ABOUT THIS TASK
Output only the lines below from the one containing "Self::new(2020, 2023)" to the one containing "rows in order.", exactly as written, both ends kept.

□ □ □ □ □ □ □

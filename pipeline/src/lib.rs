//! # Statrefresh - repeatable refresh of a country and municipal statistics dataset
//!
//! Statrefresh reads a wide indicator CSV, two metadata CSVs, a municipal
//! statistics spreadsheet and a municipality listing document, and writes a
//! set of tidy CSV tables plus one merged dataset.
//!
//! ## Architecture
//!
//! ```text
//! ┌─────────────┐     ┌─────────────┐     ┌─────────────┐     ┌─────────────┐
//! │  Raw files  │────▶│   Parser    │────▶│  Transform  │────▶│  CSV sink   │
//! │ csv/xls/docx│     │  (loaders)  │     │ melt + join │     │ (processed) │
//! └─────────────┘     └─────────────┘     └─────────────┘     └─────────────┘
//! ```
//!
//! ## Quick Start
//!
//! ```rust,ignore
//! use statrefresh::{run_pipeline, PipelineConfig};
//!
//! fn main() {
//!     let config = PipelineConfig::new("data/raw", "data/processed", "owner/slug");
//!     let report = run_pipeline(&config).unwrap();
//!     println!("Wrote {} files", report.outputs.len());
//! }
//! ```
//!
//! ## Modules
//!
//! - [`error`] - Error types per stage
//! - [`config`] - Run configuration
//! - [`table`] - Tabular value shared by all stages
//! - [`parser`] - CSV, spreadsheet and document loaders
//! - [`transform`] - Reshape, normalize, join and the pipeline
//! - [`sink`] - CSV output
//! - [`acquire`] - Dataset download
//! - [`logs`] - Log helpers

// Core modules
pub mod config;
pub mod error;
pub mod logs;
pub mod table;

// Loading
pub mod acquire;
pub mod parser;

// Transformation
pub mod transform;

// Output
pub mod sink;

// =============================================================================
// Re-exports - Errors
// =============================================================================

pub use error::{AcquisitionError, LoadError, PipelineError, ReshapeError, SinkError, Step};

// =============================================================================
// Re-exports - Configuration and data model
// =============================================================================

pub use config::{InputFiles, PipelineConfig};
pub use table::{cell, Cell, Table};

// =============================================================================
// Re-exports - Loaders
// =============================================================================

pub use parser::{
    parse_csv_str, read_csv_file, read_docx_lines, read_indicator_csv, read_spreadsheet, read_table,
};

// =============================================================================
// Re-exports - Transformation
// =============================================================================

pub use transform::{
    inner_join, left_join, load_raw_tables, melt_indicators, merge_dataset, municipality_table,
    normalize_country_metadata, normalize_indicator_metadata, normalize_municipal_stats,
    parse_municipality_lines, refresh, rename_columns, run_pipeline, IdColumn, Municipality,
    RunReport, YearRange,
};

// =============================================================================
// Re-exports - Output and acquisition
// =============================================================================

pub use acquire::{unpack_archive, Credentials, DatasetClient};
pub use sink::{write_csv, write_table};
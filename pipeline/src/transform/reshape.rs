//! Wide to long reshape (melt) of the indicator table.
//!
//! ```text
//! Wide input                                   Long output
//! ┌──────┬──────┬──────┬──────┬──────┐        ┌──────┬──────┬──────┐
//! │ ids… │ 2019 │ 2020 │ 2021 │      │   →    │ ids… │ Year │ Value│
//! │ KOR… │ 100  │ 200  │ 210  │      │        │ KOR… │ 2020 │ 200  │
//! └──────┴──────┴──────┴──────┴──────┘        │ KOR… │ 2021 │ 210  │
//!                                             └──────┴──────┴──────┘
//! ```
//!
//! Column names are checked once, before any row is produced: every
//! non-identifier column must parse as an integer year.

use serde::{Deserialize, Serialize};

use crate::error::{ReshapeError, ReshapeResult};
use crate::table::{Cell, Table};

pub const YEAR_COLUMN: &str = "Year";
pub const VALUE_COLUMN: &str = "Value";

/// The four identifier columns of the indicator table.
#[derive(Debug, Clone, Copy, PartialEq, Eq)]
pub enum IdColumn {
    CountryName,
    CountryCode,
    IndicatorName,
    IndicatorCode,
}

impl IdColumn {
    pub const ALL: [IdColumn; 4] = [
        IdColumn::CountryName,
        IdColumn::CountryCode,
        IdColumn::IndicatorName,
        IdColumn::IndicatorCode,
    ];

    pub fn canonical(self) -> &'static str {
        match self {
            IdColumn::CountryName => "CountryName",
            IdColumn::CountryCode => "CountryCode",
            IdColumn::IndicatorName => "IndicatorName",
            IdColumn::IndicatorCode => "IndicatorCode",
        }
    }

    /// Header name of this column in `table`, matched ignoring whitespace.
    pub fn locate(self, table: &Table) -> Option<&str> {
        table
            .column_index_loose(self.canonical())
            .map(|idx| table.headers()[idx].as_str())
    }
}

/// Inclusive range of years kept after melting.
#[derive(Debug, Clone, Copy, PartialEq, Eq, Serialize, Deserialize)]
pub struct YearRange {
    pub start: i32,
    pub end: i32,
}

impl YearRange {
    pub fn new(start: i32, end: i32) -> Self {
        Self { start, end }
    }

    pub fn contains(&self, year: i32) -> bool {
        (self.start..=self.end).contains(&year)
    }
}

impl Default for YearRange {
    fn default() -> Self {
        Self::new(2020, 2023)
    }
}

/// Melt the wide indicator table into long form, keeping years in `years`.
///
/// Output rows are grouped by year column (in input column order), each
/// group listing the input rows in order.
pub fn melt_indicators(wide: &Table, years: YearRange) -> ReshapeResult<Table> {
    let mut id_indices = Vec::with_capacity(IdColumn::ALL.len());
    for id in IdColumn::ALL {
        let idx = wide.column_index_loose(id.canonical()).ok_or_else(|| {
            ReshapeError::MissingIdentifierColumn {
                column: id.canonical().to_string(),
            }
        })?;
        id_indices.push(idx);
    }

    let mut year_columns = Vec::new();
    for (idx, name) in wide.headers().iter().enumerate() {
        if id_indices.contains(&idx) {
            continue;
        }
        let year: i32 = name
            .trim()
            .parse()
            .map_err(|_| ReshapeError::MalformedYearColumn {
                column: name.clone(),
            })?;
        year_columns.push((idx, name.trim().to_string(), year));
    }

    if year_columns.is_empty() {
        return Err(ReshapeError::NoYearColumns);
    }

    let mut headers: Vec<String> = id_indices
        .iter()
        .map(|&i| wide.headers()[i].clone())
        .collect();
    headers.push(YEAR_COLUMN.to_string());
    headers.push(VALUE_COLUMN.to_string());

    let mut long = Table::new(headers);
    for (col_idx, label, year) in &year_columns {
        if !years.contains(*year) {
            continue;
        }
        for row in wide.rows() {
            let mut out: Vec<Cell> = id_indices.iter().map(|&i| row[i].clone()).collect();
            out.push(Some(label.clone()));
            out.push(row[*col_idx].clone());
            long.push_row(out);
        }
    }

    Ok(long)
}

□ □ □ □ □ □ □

RESPONSE AREA
        Self::new(2020, 2023)
    }
}

/// Melt the wide indicator table into long form, keeping years in `years`.
///
/// Output rows are grouped by year column (in input column order), each
/// group listing the input rows in order.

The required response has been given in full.